Blog

Emails purporting to come from Stanford Health Care deliver malware inside an attachment entitled Customer_department_offer.zip. These emails will use one of six different subject lines in their attempts to trick recipients into fall prey to their campaign. They include: "Special offer", "Health Care", "Thank You", "Important", "check out", and my favorite "Stanford Medecine"[sic]. I enjoy the fact that this particular subject line misspells the word "medicine" especially considering the proper spelling is right there in the graphic they used to spoof Stanford to begin with, but I digress.

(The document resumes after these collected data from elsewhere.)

//! Newline-delimited JSON-RPC transport.

use crate::error::{McpError, ProtocolError, Result};
use crate::protocol::types::{JsonRpcRequest, JsonRpcResponse, Message};
use tokio::io::{AsyncBufReadExt, AsyncRead, AsyncWrite, AsyncWriteExt, BufReader, Stdin, Stdout};
use tokio::sync::Mutex;
use tracing::{debug, error, trace};

/// Transport trait for MCP communication.
#[async_trait::async_trait]
pub trait Transport: Send + Sync {
    /// `Ok(None)` means the peer closed the stream.
    async fn read_message(&self) -> Result<Option<Message>>;
    async fn write_response(&self, response: &JsonRpcResponse) -> Result<()>;
}

/// One JSON message per line. Reads and writes are each serialized by their own lock,
/// so responses from concurrent requests never interleave.
pub struct LineTransport<R, W> {
    reader: Mutex<BufReader<R>>,
    writer: Mutex<W>,
}

/// Stdio-based transport for MCP.
pub type StdioTransport = LineTransport<Stdin, Stdout>;

impl StdioTransport {
    pub fn stdio() -> Self {
        Self::new(tokio::io::stdin(), tokio::io::stdout())
    }
}

impl<R, W> LineTransport<R, W>
where
    R: AsyncRead + Unpin + Send,
    W: AsyncWrite + Unpin + Send,
{
    pub fn new(reader: R, writer: W) -> Self {
        Self {
            reader: Mutex::new(BufReader::new(reader)),
            writer: Mutex::new(writer),
        }
    }

    /// Next non-blank line, or `None` at EOF.
    async fn read_line(&self) -> Result<Option<String>> {
        let mut reader = self.reader.lock().await;
        loop {
            let mut line = String::new();
            match reader.read_line(&mut line).await {
                Ok(0) => return Ok(None),
                Ok(_) => {
                    let line = line.trim();
                    if !line.is_empty() {
                        trace!("Received line: {}", line);
                        return Ok(Some(line.to_string()));
                    }
                }
                Err(e) => {
                    error!("Error reading from input: {}", e);
                    return Err(McpError::Io(e));
                }
            }
        }
    }

    async fn write_line(&self, content: &str) -> Result<()> {
        let mut writer = self.writer.lock().await;
        trace!("Sending line: {}", content);
        writer.write_all(content.as_bytes()).await?;
        writer.write_all(b"\n").await?;
        writer.flush().await?;
        Ok(())
    }
}

#[async_trait::async_trait]
impl<R, W> Transport for LineTransport<R, W>
where
    R: AsyncRead + Unpin + Send,
    W: AsyncWrite + Unpin + Send,
{
    async fn read_message(&self) -> Result<Option<Message>> {
        let Some(line) = self.read_line().await? else {
            return Ok(None);
        };

        // Requests are far more common, so try them first.
        if let Ok(request) = serde_json::from_str::<JsonRpcRequest>(&line) {
            debug!("Received request: method={}", request.method);
            return Ok(Some(Message::Request(request)));
        }
        match serde_json::from_str::<JsonRpcResponse>(&line) {
            Ok(response) => {
                debug!("Received response: id={:?}", response.id);
                Ok(Some(Message::Response(response)))
            }
            Err(e) => {
                error!("Failed to parse message: {}", e);
                Err(McpError::Protocol(ProtocolError::ParseError))
            }
        }
    }

    async fn write_response(&self, response: &JsonRpcResponse) -> Result<()> {
        let json = serde_json::to_string(response)?;
        debug!("Sending response: id={:?}", response.id);
        self.write_line(&json).await
    }
}
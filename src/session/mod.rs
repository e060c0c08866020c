//! Connection credentials and the stateless session tokens that carry them.

pub mod codec;
pub mod credentials;

pub use codec::{SessionCodec, SessionToken};
pub use credentials::{ConnectionCredentials, TlsMode};
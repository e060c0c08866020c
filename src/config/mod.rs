//! Configuration types and builders.
//!
//! Everything is read from the environment once at startup. [`ServerConfig::from_lookup`]
//! takes the lookup as a closure so tests never touch the process environment.

use crate::error::{ConfigError, Result};
use serde::Serialize;
use std::borrow::Cow;
use std::env;
use std::str::FromStr;
use std::time::Duration;

/// Minimum accepted length of the session secret, in bytes.
pub const MIN_SECRET_LEN: usize = 16;

/// Session token configuration.
#[derive(Clone, Serialize)]
pub struct SessionConfig {
    #[serde(skip_serializing)]
    pub secret: String,
    /// Maximum token age. `None` disables expiry.
    pub token_ttl: Option<Duration>,
}

impl Default for SessionConfig {
    fn default() -> Self {
        Self {
            secret: String::new(),
            token_ttl: Some(Duration::from_secs(24 * 60 * 60)),
        }
    }
}

impl std::fmt::Debug for SessionConfig {
    fn fmt(&self, f: &mut std::fmt::Formatter<'_>) -> std::fmt::Result {
        f.debug_struct("SessionConfig")
            .field("secret", &"<redacted>")
            .field("token_ttl", &self.token_ttl)
            .finish()
    }
}

/// Security configuration.
#[derive(Debug, Clone, Serialize)]
pub struct SecurityConfig {
    pub max_query_length: usize,
    pub row_limit_ceiling: u64,
    pub rate_limit_requests: u32,
    pub rate_limit_window: Duration,
    /// Estimated plan cost above which a statement is rejected.
    pub max_plan_cost: Option<f64>,
}

impl Default for SecurityConfig {
    fn default() -> Self {
        Self {
            max_query_length: 10_000,
            row_limit_ceiling: 100,
            rate_limit_requests: 20,
            rate_limit_window: Duration::from_secs(60),
            max_plan_cost: None,
        }
    }
}

/// Settings applied to every per-credential connection pool.
#[derive(Debug, Clone, Serialize)]
pub struct DatabaseSettings {
    pub pool_size: u32,
    pub connect_timeout: Duration,
    pub query_timeout: Duration,
}

impl Default for DatabaseSettings {
    fn default() -> Self {
        Self {
            pool_size: 10,
            connect_timeout: Duration::from_secs(10),
            query_timeout: Duration::from_secs(30),
        }
    }
}

/// Chat-completions endpoint used to turn questions into SQL.
#[derive(Clone, Serialize)]
pub struct GeneratorConfig {
    pub api_base: String,
    #[serde(skip_serializing)]
    pub api_key: Option<String>,
    pub model: String,
    pub temperature: f32,
    pub request_timeout: Duration,
}

impl Default for GeneratorConfig {
    fn default() -> Self {
        Self {
            api_base: "https://api.groq.com/openai/v1".into(),
            api_key: None,
            model: "llama-3.3-70b-versatile".into(),
            temperature: 0.1,
            request_timeout: Duration::from_secs(60),
        }
    }
}

impl std::fmt::Debug for GeneratorConfig {
    fn fmt(&self, f: &mut std::fmt::Formatter<'_>) -> std::fmt::Result {
        f.debug_struct("GeneratorConfig")
            .field("api_base", &self.api_base)
            .field("api_key", &self.api_key.as_ref().map(|_| "<redacted>"))
            .field("model", &self.model)
            .field("temperature", &self.temperature)
            .field("request_timeout", &self.request_timeout)
            .finish()
    }
}

/// Bearer token verifiers, tried in declaration order.
#[derive(Clone, Default, Serialize)]
pub struct AuthConfig {
    #[serde(skip_serializing)]
    pub jwt_secret: Option<String>,
    pub jwt_issuer: Option<String>,
    #[serde(skip_serializing)]
    pub rsa_public_key_pem: Option<String>,
}

impl AuthConfig {
    pub fn has_verifier(&self) -> bool {
        self.jwt_secret.is_some() || self.rsa_public_key_pem.is_some()
    }
}

impl std::fmt::Debug for AuthConfig {
    fn fmt(&self, f: &mut std::fmt::Formatter<'_>) -> std::fmt::Result {
        f.debug_struct("AuthConfig")
            .field("jwt_secret", &self.jwt_secret.as_ref().map(|_| "<redacted>"))
            .field("jwt_issuer", &self.jwt_issuer)
            .field("rsa_public_key_pem", &self.rsa_public_key_pem.is_some())
            .finish()
    }
}

/// Server configuration.
#[derive(Debug, Clone, Serialize)]
pub struct ServerConfig {
    pub name: Cow<'static, str>,
    pub version: Cow<'static, str>,
    pub session: SessionConfig,
    pub security: SecurityConfig,
    pub database: DatabaseSettings,
    pub generator: GeneratorConfig,
    pub auth: AuthConfig,
    pub schema_cache_ttl: Duration,
}

impl Default for ServerConfig {
    fn default() -> Self {
        Self {
            name: "askdb-mcp".into(),
            version: env!("CARGO_PKG_VERSION").into(),
            session: SessionConfig::default(),
            security: SecurityConfig::default(),
            database: DatabaseSettings::default(),
            generator: GeneratorConfig::default(),
            auth: AuthConfig::default(),
            schema_cache_ttl: Duration::from_secs(300),
        }
    }
}

impl ServerConfig {
    pub fn builder() -> ServerConfigBuilder {
        ServerConfigBuilder::default()
    }

    /// Load from process environment variables.
    pub fn from_env() -> Result<Self> {
        Self::from_lookup(|key| env::var(key).ok())
    }

    /// Load from an arbitrary key lookup.
    pub fn from_lookup<F>(lookup: F) -> Result<Self>
    where
        F: Fn(&str) -> Option<String>,
    {
        let get = |key: &str| lookup(key).filter(|v| !v.trim().is_empty());
        let mut config = Self::default();

        config.session.secret = get("SESSION_SECRET")
            .ok_or_else(|| ConfigError::MissingField("SESSION_SECRET".into()))?;
        if let Some(secs) = parse_opt::<u64>(&get, "SESSION_TOKEN_TTL_SECS")? {
            config.session.token_ttl = (secs > 0).then(|| Duration::from_secs(secs));
        }

        let security = &mut config.security;
        if let Some(n) = parse_opt(&get, "RATE_LIMIT_REQUESTS")? {
            security.rate_limit_requests = n;
        }
        if let Some(secs) = parse_opt(&get, "RATE_LIMIT_WINDOW_SECS")? {
            security.rate_limit_window = Duration::from_secs(secs);
        }
        if let Some(n) = parse_opt(&get, "ROW_LIMIT_CEILING")? {
            security.row_limit_ceiling = n;
        }
        if let Some(n) = parse_opt(&get, "MAX_QUERY_LENGTH")? {
            security.max_query_length = n;
        }
        if let Some(cost) = parse_opt(&get, "MAX_PLAN_COST")? {
            security.max_plan_cost = Some(cost);
        }

        let database = &mut config.database;
        if let Some(n) = parse_opt(&get, "DATABASE_POOL_SIZE")? {
            database.pool_size = n;
        }
        if let Some(secs) = parse_opt(&get, "DATABASE_CONNECT_TIMEOUT_SECS")? {
            database.connect_timeout = Duration::from_secs(secs);
        }
        if let Some(secs) = parse_opt(&get, "DATABASE_QUERY_TIMEOUT_SECS")? {
            database.query_timeout = Duration::from_secs(secs);
        }

        if let Some(secs) = parse_opt(&get, "SCHEMA_CACHE_TTL_SECS")? {
            config.schema_cache_ttl = Duration::from_secs(secs);
        }

        let generator = &mut config.generator;
        if let Some(base) = get("LLM_API_BASE") {
            generator.api_base = base.trim_end_matches('/').to_string();
        }
        generator.api_key = get("LLM_API_KEY");
        if let Some(model) = get("LLM_MODEL") {
            generator.model = model;
        }
        if let Some(t) = parse_opt(&get, "LLM_TEMPERATURE")? {
            generator.temperature = t;
        }

        config.auth = AuthConfig {
            jwt_secret: get("AUTH_JWT_SECRET"),
            jwt_issuer: get("AUTH_JWT_ISSUER"),
            rsa_public_key_pem: get("AUTH_RSA_PUBLIC_KEY"),
        };

        config.validate()?;
        Ok(config)
    }

    pub fn validate(&self) -> Result<()> {
        if self.session.secret.len() < MIN_SECRET_LEN {
            return Err(invalid(
                "SESSION_SECRET",
                format!("must be at least {MIN_SECRET_LEN} bytes"),
            ));
        }
        if self.security.rate_limit_requests == 0 {
            return Err(invalid("RATE_LIMIT_REQUESTS", "must be greater than 0"));
        }
        if self.security.rate_limit_window.is_zero() {
            return Err(invalid("RATE_LIMIT_WINDOW_SECS", "must be greater than 0"));
        }
        if self.security.row_limit_ceiling == 0 {
            return Err(invalid("ROW_LIMIT_CEILING", "must be greater than 0"));
        }
        if self.database.pool_size == 0 {
            return Err(invalid("DATABASE_POOL_SIZE", "Pool size must be greater than 0"));
        }
        if let Some(cost) = self.security.max_plan_cost
            && !(cost.is_finite() && cost > 0.0)
        {
            return Err(invalid("MAX_PLAN_COST", "must be a positive number"));
        }
        Ok(())
    }
}

fn parse_opt<T: FromStr>(
    get: &impl Fn(&str) -> Option<String>,
    key: &'static str,
) -> Result<Option<T>> {
    match get(key) {
        None => Ok(None),
        Some(raw) => raw
            .trim()
            .parse()
            .map(Some)
            .map_err(|_| invalid(key, format!("cannot parse '{}'", raw.trim()))),
    }
}

fn invalid(field: &'static str, message: impl Into<Cow<'static, str>>) -> crate::error::McpError {
    ConfigError::InvalidValue {
        field: field.into(),
        message: message.into(),
    }
    .into()
}

/// Builder for ServerConfig.
#[derive(Default)]
pub struct ServerConfigBuilder {
    config: ServerConfig,
}

impl ServerConfigBuilder {
    pub fn name(mut self, name: impl Into<Cow<'static, str>>) -> Self {
        self.config.name = name.into();
        self
    }

    pub fn session_secret(mut self, secret: impl Into<String>) -> Self {
        self.config.session.secret = secret.into();
        self
    }

    pub fn token_ttl(mut self, ttl: Option<Duration>) -> Self {
        self.config.session.token_ttl = ttl;
        self
    }

    pub fn security(mut self, security: SecurityConfig) -> Self {
        self.config.security = security;
        self
    }

    pub fn database(mut self, database: DatabaseSettings) -> Self {
        self.config.database = database;
        self
    }

    pub fn generator(mut self, generator: GeneratorConfig) -> Self {
        self.config.generator = generator;
        self
    }

    pub fn auth(mut self, auth: AuthConfig) -> Self {
        self.config.auth = auth;
        self
    }

    pub fn schema_cache_ttl(mut self, ttl: Duration) -> Self {
        self.config.schema_cache_ttl = ttl;
        self
    }

    pub fn build(self) -> Result<ServerConfig> {
        self.config.validate()?;
        Ok(self.config)
    }
}

#[cfg(test)]
mod tests {
    use super::*;
    use crate::error::McpError;
    use std::collections::HashMap;

    fn lookup(pairs: &[(&str, &str)]) -> impl Fn(&str) -> Option<String> {
        let map: HashMap<String, String> = pairs
            .iter()
            .map(|(k, v)| (k.to_string(), v.to_string()))
            .collect();
        move |key| map.get(key).cloned()
    }

    #[test]
    fn test_defaults_with_secret_only() {
        let config =
            ServerConfig::from_lookup(lookup(&[("SESSION_SECRET", "0123456789abcdef")])).unwrap();
        assert_eq!(config.security.rate_limit_requests, 20);
        assert_eq!(config.security.rate_limit_window, Duration::from_secs(60));
        assert_eq!(config.security.row_limit_ceiling, 100);
        assert_eq!(config.session.token_ttl, Some(Duration::from_secs(86_400)));
        assert_eq!(config.generator.model, "llama-3.3-70b-versatile");
        assert!(config.generator.api_key.is_none());
        assert!(!config.auth.has_verifier());
    }

    #[test]
    fn test_missing_secret() {
        let err = ServerConfig::from_lookup(lookup(&[])).unwrap_err();
        assert!(matches!(err, McpError::Config(ConfigError::MissingField(_))));
    }

    #[test]
    fn test_short_secret_rejected() {
        let err = ServerConfig::from_lookup(lookup(&[("SESSION_SECRET", "short")])).unwrap_err();
        assert!(matches!(err, McpError::Config(ConfigError::InvalidValue { .. })));
    }

    #[test]
    fn test_overrides() {
        let config = ServerConfig::from_lookup(lookup(&[
            ("SESSION_SECRET", "0123456789abcdef"),
            ("SESSION_TOKEN_TTL_SECS", "0"),
            ("RATE_LIMIT_REQUESTS", "5"),
            ("ROW_LIMIT_CEILING", "250"),
            ("MAX_PLAN_COST", "1e6"),
            ("LLM_API_BASE", "http://localhost:8080/v1/"),
            ("AUTH_JWT_SECRET", "jwt-secret"),
        ]))
        .unwrap();
        assert_eq!(config.session.token_ttl, None);
        assert_eq!(config.security.rate_limit_requests, 5);
        assert_eq!(config.security.row_limit_ceiling, 250);
        assert_eq!(config.security.max_plan_cost, Some(1e6));
        assert_eq!(config.generator.api_base, "http://localhost:8080/v1");
        assert!(config.auth.has_verifier());
    }

    #[test]
    fn test_unparseable_number() {
        let err = ServerConfig::from_lookup(lookup(&[
            ("SESSION_SECRET", "0123456789abcdef"),
            ("RATE_LIMIT_REQUESTS", "lots"),
        ]))
        .unwrap_err();
        assert!(err.to_string().contains("RATE_LIMIT_REQUESTS"));
    }

    #[test]
    fn test_debug_redacts_secrets() {
        let config = ServerConfig::builder()
            .session_secret("super-secret-value-123")
            .build()
            .unwrap();
        let rendered = format!("{config:?}");
        assert!(!rendered.contains("super-secret-value-123"));
    }
}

This campaign is directly related to similar campaigns that we have been seeing on a daily basis that usually begin in the mornings as people in the US are getting into work, usually around 6am cst and last for just over an hour delivering right around 1 million pieces. The functionality in these campaigns is the same, as is the fake pdf icon attached to the zipped up executable. The main difference between them is the entity in which they decide to spoof and the contact domains and IPs that the malware attempts to reach out to. This particular campaign reaches out to the domain estelareventos.com as well as an IP in Ukraine 141.105.141.87 on port 13912.

This just in, as I was writing this post the same group began sending yet another campaign, this time impersonating Chase bank which they have been keen to do. This time the malware attempts to connect to sncielles.de, restaurantesdeasturias.com, and 141.105.141.87 again, this time on port 13923.